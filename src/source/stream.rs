//! Stream-based live source.
//!
//! Follows an async byte stream such as stdin, a pipe or a TCP
//! connection. A background task reads blocks and hands them to an
//! internal [`ChannelSource`].

use std::io;
use std::sync::Arc;

use parking_lot::Mutex;
use tokio::io::{AsyncRead, AsyncReadExt};
use tokio::sync::mpsc;
use tokio::task::JoinHandle;
use tracing::{debug, warn};

use super::{ChannelSource, LiveSource};

/// Size of the blocks forwarded by the reader task.
const READ_BLOCK: usize = 4096;

/// Blocks buffered between the reader task and the monitor.
const CHANNEL_CAPACITY: usize = 16;

/// A source backed by an async reader running on the tokio runtime.
///
/// # Example
///
/// ```
/// use std::io::Cursor;
/// use tailspeed::StreamSource;
///
/// # tokio_test::block_on(async {
/// let data = b"[2024-01-01 00:00:00] tick\n";
/// let source = StreamSource::spawn(Cursor::new(data.to_vec()), "example");
/// # });
/// ```
#[derive(Debug)]
pub struct StreamSource {
    inner: ChannelSource,
    description: String,
    task: JoinHandle<()>,
    last_error: Arc<Mutex<Option<String>>>,
}

impl StreamSource {
    /// Spawn a background task reading from `reader`.
    ///
    /// Must be called from within a tokio runtime.
    pub fn spawn<R>(reader: R, description: &str) -> Self
    where
        R: AsyncRead + Unpin + Send + 'static,
    {
        let (tx, rx) = mpsc::channel(CHANNEL_CAPACITY);
        let last_error = Arc::new(Mutex::new(None));
        let error_handle = last_error.clone();
        let desc = description.to_string();

        let task = tokio::spawn(async move {
            let mut reader = reader;
            let mut buf = vec![0u8; READ_BLOCK];

            loop {
                match reader.read(&mut buf).await {
                    Ok(0) => {
                        debug!(source = %desc, "Stream reached EOF");
                        break;
                    }
                    Ok(n) => {
                        if tx.send(buf[..n].to_vec()).await.is_err() {
                            // Source dropped or terminated
                            break;
                        }
                    }
                    Err(e) => {
                        warn!(source = %desc, error = %e, "Stream read failed");
                        *error_handle.lock() = Some(format!("Read error: {}", e));
                        break;
                    }
                }
            }
        });

        Self {
            inner: ChannelSource::new(rx, description),
            description: format!("stream: {}", description),
            task,
            last_error,
        }
    }

    /// Get the last read error, if the stream ended because of one.
    pub fn last_error(&self) -> Option<String> {
        self.last_error.lock().clone()
    }
}

impl LiveSource for StreamSource {
    fn read_bytes(&mut self, buf: &mut [u8]) -> io::Result<usize> {
        self.inner.read_bytes(buf)
    }

    fn is_alive(&self) -> bool {
        self.inner.is_alive()
    }

    fn terminate(&mut self) {
        self.task.abort();
        self.inner.terminate();
    }

    fn description(&self) -> &str {
        &self.description
    }
}

impl Drop for StreamSource {
    fn drop(&mut self) {
        self.task.abort();
    }
}
//! Dashboard colors.
//!
//! Two palettes, picked from the terminal background. Health colors follow
//! feed staleness; the rate colors mark measurements against the trailing
//! average.

use ratatui::style::{Color, Modifier, Style};
use ratatui::widgets::block::BorderType;

use crate::data::HealthStatus;

#[derive(Debug, Clone)]
pub struct Theme {
    /// Accent for the average, status messages and the help frame.
    pub highlight: Color,
    pub healthy: Color,
    pub warning: Color,
    pub critical: Color,
    pub border: Color,
    /// Table header rows.
    pub header: Style,
    /// Selected measurement row.
    pub selected: Style,
    /// Sparkline and per-row bars.
    pub sparkline: Style,
    /// Labels and units next to values.
    pub muted: Style,
    /// Measurement at or above the trailing average.
    pub above_average: Color,
    /// Measurement below the trailing average.
    pub below_average: Color,
    pub border_type: BorderType,
}

impl Theme {
    /// Palette for dark backgrounds.
    pub fn dark() -> Self {
        Self {
            highlight: Color::LightCyan,
            healthy: Color::Green,
            warning: Color::Yellow,
            critical: Color::LightRed,
            border: Color::DarkGray,
            header: Style::default().fg(Color::LightCyan).add_modifier(Modifier::BOLD),
            selected: Style::default().bg(Color::DarkGray).add_modifier(Modifier::BOLD),
            sparkline: Style::default().fg(Color::LightGreen),
            muted: Style::default().fg(Color::Gray),
            above_average: Color::LightGreen,
            below_average: Color::LightMagenta,
            border_type: BorderType::Rounded,
        }
    }

    /// Palette for light backgrounds.
    pub fn light() -> Self {
        Self {
            highlight: Color::Blue,
            healthy: Color::Green,
            warning: Color::Rgb(176, 112, 0),
            critical: Color::Red,
            border: Color::Gray,
            header: Style::default().fg(Color::Blue).add_modifier(Modifier::BOLD),
            selected: Style::default().bg(Color::LightBlue).add_modifier(Modifier::BOLD),
            sparkline: Style::default().fg(Color::Green),
            muted: Style::default().fg(Color::DarkGray),
            above_average: Color::Green,
            below_average: Color::Magenta,
            border_type: BorderType::Plain,
        }
    }

    /// Pick a palette from the terminal's background luminance. Falls back
    /// to the dark palette when the terminal does not answer.
    pub fn auto_detect() -> Self {
        match terminal_light::luma() {
            Ok(luma) if luma > 0.5 => Self::light(),
            _ => Self::dark(),
        }
    }

    /// Style for the feed health indicator. A stalled feed is bold.
    pub fn status_style(&self, status: HealthStatus) -> Style {
        match status {
            HealthStatus::Healthy => Style::default().fg(self.healthy),
            HealthStatus::Warning => Style::default().fg(self.warning),
            HealthStatus::Critical => {
                Style::default().fg(self.critical).add_modifier(Modifier::BOLD)
            }
        }
    }

    /// Style for a measurement's distance from the trailing average.
    pub fn rate_style(&self, delta: f64) -> Style {
        if delta < 0.0 {
            Style::default().fg(self.below_average)
        } else {
            Style::default().fg(self.above_average)
        }
    }
}
//! The rate monitor core.
//!
//! ## Data Flow
//!
//! ```text
//! LiveSource (bytes)
//!        │
//!        ▼
//! ChunkReader::next_chunk()      complete lines, partial tail kept
//!        │
//!        ▼
//! TimestampFormat::parse()       per line; ParseError => line skipped
//!        │
//!        ▼
//! GroupingEngine::feed()         SpeedMeasurement on timestamp change
//!        │
//!        ├──▶ SpeedWindow::append()
//!        │
//!        └──▶ on_update(session, measurement)
//! ```
//!
//! ## Submodules
//!
//! - [`chunk`]: bounded reads and line reassembly
//! - [`timestamp`]: fixed-window timestamp extraction
//! - [`grouping`]: the grouping state machine
//! - [`window`]: bounded trailing history and averages
//! - [`driver`]: session lifecycle and the observer hook
//! - [`handoff`]: bounded queue for slow consumers

pub mod chunk;
pub mod driver;
pub mod grouping;
pub mod handoff;
pub mod timestamp;
pub mod window;

pub use chunk::{Chunk, ChunkReader};
pub use driver::{Monitor, MonitorHandle, RunSummary, Session};
pub use grouping::{GroupState, GroupingEngine, SpeedMeasurement};
pub use handoff::{HandoffObserver, HandoffReceiver, SpeedUpdate};
pub use timestamp::{parse_timestamp, Timestamp, TimestampFormat};
pub use window::SpeedWindow;
//! Monitor driver: owns the read → extract → group → emit loop.

use std::path::Path;
use std::sync::atomic::{AtomicBool, Ordering};
use std::sync::Arc;
use std::thread;

use parking_lot::RwLock;
use tracing::{debug, info, warn};

use super::chunk::{Chunk, ChunkReader};
use super::grouping::{GroupingEngine, SpeedMeasurement};
use super::timestamp::Timestamp;
use super::window::SpeedWindow;
use crate::config::{Clock, MonitorConfig};
use crate::error::{MonitorError, Result};
use crate::source::{FileSource, LiveSource};

/// View of the session handed to the speed-update callback.
pub struct Session<'a> {
    window: &'a SpeedWindow,
    stop: &'a AtomicBool,
    clock: Clock,
    description: &'a str,
}

impl Session<'_> {
    /// Trailing average over `interval_secs`, measured against the
    /// session clock.
    pub fn average_speed(&self, interval_secs: u64) -> f64 {
        self.window.average_over(interval_secs, self.clock.now())
    }

    /// Trailing average against a caller-supplied `now`.
    pub fn average_speed_at(&self, interval_secs: u64, now: Timestamp) -> f64 {
        self.window.average_over(interval_secs, now)
    }

    /// The window, already including the measurement being reported.
    pub fn window(&self) -> &SpeedWindow {
        self.window
    }

    /// Request the session to stop. No further callbacks are made.
    pub fn stop(&self) {
        self.stop.store(true, Ordering::SeqCst);
    }

    /// Description of the followed source.
    pub fn source_description(&self) -> &str {
        self.description
    }
}

/// Thread-safe handle to a running session.
///
/// Cloneable; every clone controls the same session.
#[derive(Debug, Clone)]
pub struct MonitorHandle {
    window: Arc<RwLock<SpeedWindow>>,
    stop: Arc<AtomicBool>,
    clock: Clock,
}

impl MonitorHandle {
    /// Ask the session to stop. The loop terminates its source the next
    /// time it checks, without emitting the group in progress.
    pub fn stop(&self) {
        self.stop.store(true, Ordering::SeqCst);
    }

    pub fn is_stopped(&self) -> bool {
        self.stop.load(Ordering::SeqCst)
    }

    /// Trailing average over `interval_secs` against the session clock.
    pub fn average_speed(&self, interval_secs: u64) -> f64 {
        self.window.read().average_over(interval_secs, self.clock.now())
    }

    /// Copy of the current window.
    pub fn window(&self) -> SpeedWindow {
        self.window.read().clone()
    }
}

/// Counters reported when the loop exits.
#[derive(Debug, Clone, Default, PartialEq, Eq)]
pub struct RunSummary {
    /// Measurements emitted into the window.
    pub measurements: u64,
    /// Lines handed to the grouping engine.
    pub lines_seen: u64,
    /// Lines dropped for lacking a timestamp.
    pub lines_skipped: u64,
    /// Size of the group discarded at exit, if one was in progress.
    pub dropped_partial: Option<usize>,
    /// Whether the loop exited because of a stop request.
    pub stopped: bool,
}

/// Why the loop ended.
#[derive(Debug, Clone, Copy, PartialEq, Eq)]
enum Exit {
    SourceEnded,
    Stopped,
}

/// One monitoring session over one live source.
///
/// # Example
///
/// ```
/// use tailspeed::{ChannelSource, Monitor, MonitorConfig};
///
/// let (tx, source) = ChannelSource::create("example");
/// tx.try_send(b"[2024-01-01 00:00:00] a\n[2024-01-01 00:00:00] b\n[2024-01-01 00:00:01] c\n".to_vec())
///     .unwrap();
/// drop(tx);
///
/// let mut monitor = Monitor::new(source, MonitorConfig::default());
/// let mut counts = Vec::new();
/// monitor.run_with(|_session, m| counts.push(m.count)).unwrap();
/// assert_eq!(counts, vec![2]);
/// ```
#[derive(Debug)]
pub struct Monitor<S> {
    reader: ChunkReader<S>,
    engine: GroupingEngine,
    window: Arc<RwLock<SpeedWindow>>,
    stop: Arc<AtomicBool>,
    config: MonitorConfig,
    description: String,
}

impl Monitor<FileSource> {
    /// Follow newly appended lines of the file at `path`.
    pub fn follow_file<P: AsRef<Path>>(path: P, config: MonitorConfig) -> Result<Self> {
        let source = FileSource::open(path)?;
        Ok(Self::new(source, config))
    }
}

impl<S: LiveSource> Monitor<S> {
    pub fn new(source: S, config: MonitorConfig) -> Self {
        let description = source.description().to_string();
        Self {
            reader: ChunkReader::new(source, config.chunk_size),
            engine: GroupingEngine::new(config.timestamp.clone()),
            window: Arc::new(RwLock::new(SpeedWindow::new(config.window_capacity))),
            stop: Arc::new(AtomicBool::new(false)),
            config,
            description,
        }
    }

    /// Handle for stopping the session and querying averages from other
    /// threads.
    pub fn handle(&self) -> MonitorHandle {
        MonitorHandle {
            window: self.window.clone(),
            stop: self.stop.clone(),
            clock: self.config.clock,
        }
    }

    pub fn config(&self) -> &MonitorConfig {
        &self.config
    }

    pub fn source_description(&self) -> &str {
        &self.description
    }

    /// Trailing average over `interval_secs` against the session clock.
    pub fn average_speed(&self, interval_secs: u64) -> f64 {
        self.window.read().average_over(interval_secs, self.config.clock.now())
    }

    /// Terminate the source immediately. A running loop exits at its next
    /// check without emitting the group in progress.
    pub fn stop(&mut self) {
        self.stop.store(true, Ordering::SeqCst);
        self.reader.source_mut().terminate();
    }

    /// Run until the source ends or a stop is requested, storing every
    /// measurement without reporting it.
    pub fn run(&mut self) -> Result<RunSummary> {
        self.run_with(|_, _| {})
    }

    /// Run until the source ends or a stop is requested.
    ///
    /// `on_update` is called synchronously on this thread, after the
    /// measurement has been appended to the window, in emission order. A
    /// slow callback stalls ingestion; use
    /// [`handoff::bounded`](super::handoff::bounded) to decouple slow
    /// consumers.
    pub fn run_with<F>(&mut self, mut on_update: F) -> Result<RunSummary>
    where
        F: FnMut(&Session<'_>, &SpeedMeasurement),
    {
        info!(source = %self.description, "Monitoring started");
        let mut summary = RunSummary::default();

        let exit = self.run_loop(&mut on_update, &mut summary)?;

        if exit == Exit::SourceEnded && self.config.flush_on_close {
            if let Some(measurement) = self.engine.drain() {
                debug!(?measurement, "Flushing group in progress");
                self.emit(measurement, &mut on_update, &mut summary);
            }
        }

        self.reader.source_mut().terminate();
        summary.dropped_partial = self.engine.terminate();
        summary.lines_seen = self.engine.lines_seen();
        summary.lines_skipped = self.engine.lines_skipped();
        summary.stopped = exit == Exit::Stopped;

        info!(
            source = %self.description,
            measurements = summary.measurements,
            lines = summary.lines_seen,
            skipped = summary.lines_skipped,
            stopped = summary.stopped,
            "Monitoring finished"
        );
        Ok(summary)
    }

    fn run_loop(
        &mut self,
        on_update: &mut dyn FnMut(&Session<'_>, &SpeedMeasurement),
        summary: &mut RunSummary,
    ) -> Result<Exit> {
        loop {
            if let Some(exit) = self.check_liveness() {
                return Ok(exit);
            }

            let lines = if self.engine.is_initialized() {
                match self.reader.next_chunk()? {
                    Chunk::EndOfStream => return Ok(Exit::SourceEnded),
                    Chunk::Idle => {
                        thread::sleep(self.config.poll_interval);
                        continue;
                    }
                    Chunk::Lines(lines) => lines,
                }
            } else {
                match self.initialize_timestamp()? {
                    Ok(rest) => rest,
                    Err(exit) => return Ok(exit),
                }
            };

            for line in lines {
                if self.stop_requested() {
                    return Ok(Exit::Stopped);
                }
                if let Some(measurement) = self.engine.feed(line) {
                    if !self.emit(measurement, on_update, summary) {
                        return Ok(Exit::Stopped);
                    }
                }
            }
        }
    }

    /// Read chunks until a line opens the first group.
    ///
    /// Returns the lines of that chunk following the opening line, or the
    /// reason the search ended.
    fn initialize_timestamp(&mut self) -> Result<std::result::Result<Vec<String>, Exit>> {
        let mut retries = 0u64;

        loop {
            if let Some(exit) = self.check_liveness() {
                return Ok(Err(exit));
            }

            let lines = match self.reader.next_chunk()? {
                Chunk::EndOfStream => return Ok(Err(Exit::SourceEnded)),
                Chunk::Idle => {
                    thread::sleep(self.config.poll_interval);
                    continue;
                }
                // Bytes arrived without a terminator; read again at once
                Chunk::Lines(lines) if lines.is_empty() => continue,
                Chunk::Lines(lines) => lines,
            };

            if let Some(index) = self.engine.initialize(&lines)? {
                info!(
                    timestamp = ?self.engine.current_timestamp(),
                    skipped = self.engine.lines_skipped(),
                    "First timestamp found"
                );
                return Ok(Ok(lines.into_iter().skip(index + 1).collect()));
            }

            retries += 1;
            if let Some(max) = self.config.max_init_retries {
                if retries >= max {
                    warn!(retries, "Giving up on the initial timestamp search");
                    return Err(MonitorError::InitRetriesExhausted { retries });
                }
            }
        }
    }

    /// Append to the window, then report. Returns `false` if a stop was
    /// requested, in which case the callback is not invoked.
    fn emit(
        &mut self,
        measurement: SpeedMeasurement,
        on_update: &mut dyn FnMut(&Session<'_>, &SpeedMeasurement),
        summary: &mut RunSummary,
    ) -> bool {
        self.window.write().append(measurement);
        summary.measurements += 1;
        debug!(timestamp = %measurement.timestamp, count = measurement.count, "Speed measurement");

        if self.stop_requested() {
            return false;
        }

        let window = self.window.read();
        let session = Session {
            window: &window,
            stop: &self.stop,
            clock: self.config.clock,
            description: &self.description,
        };
        on_update(&session, &measurement);
        true
    }

    fn stop_requested(&self) -> bool {
        self.stop.load(Ordering::SeqCst)
    }

    /// Checked before every read.
    fn check_liveness(&mut self) -> Option<Exit> {
        if self.stop_requested() {
            self.reader.source_mut().terminate();
            return Some(Exit::Stopped);
        }
        if !self.reader.source().is_alive() {
            return Some(Exit::SourceEnded);
        }
        None
    }
}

* DESCRIPTION OF THE TASK *
Would you return all lines from the preceding listing that contain the word "GroupingEngine"?

* EXPECTED ANSWER *
//! GroupingEngine::feed()         SpeedMeasurement on timestamp change
pub use grouping::{GroupState, GroupingEngine, SpeedMeasurement};
use super::grouping::{GroupingEngine, SpeedMeasurement};
    engine: GroupingEngine,
            engine: GroupingEngine::new(config.timestamp.clone()),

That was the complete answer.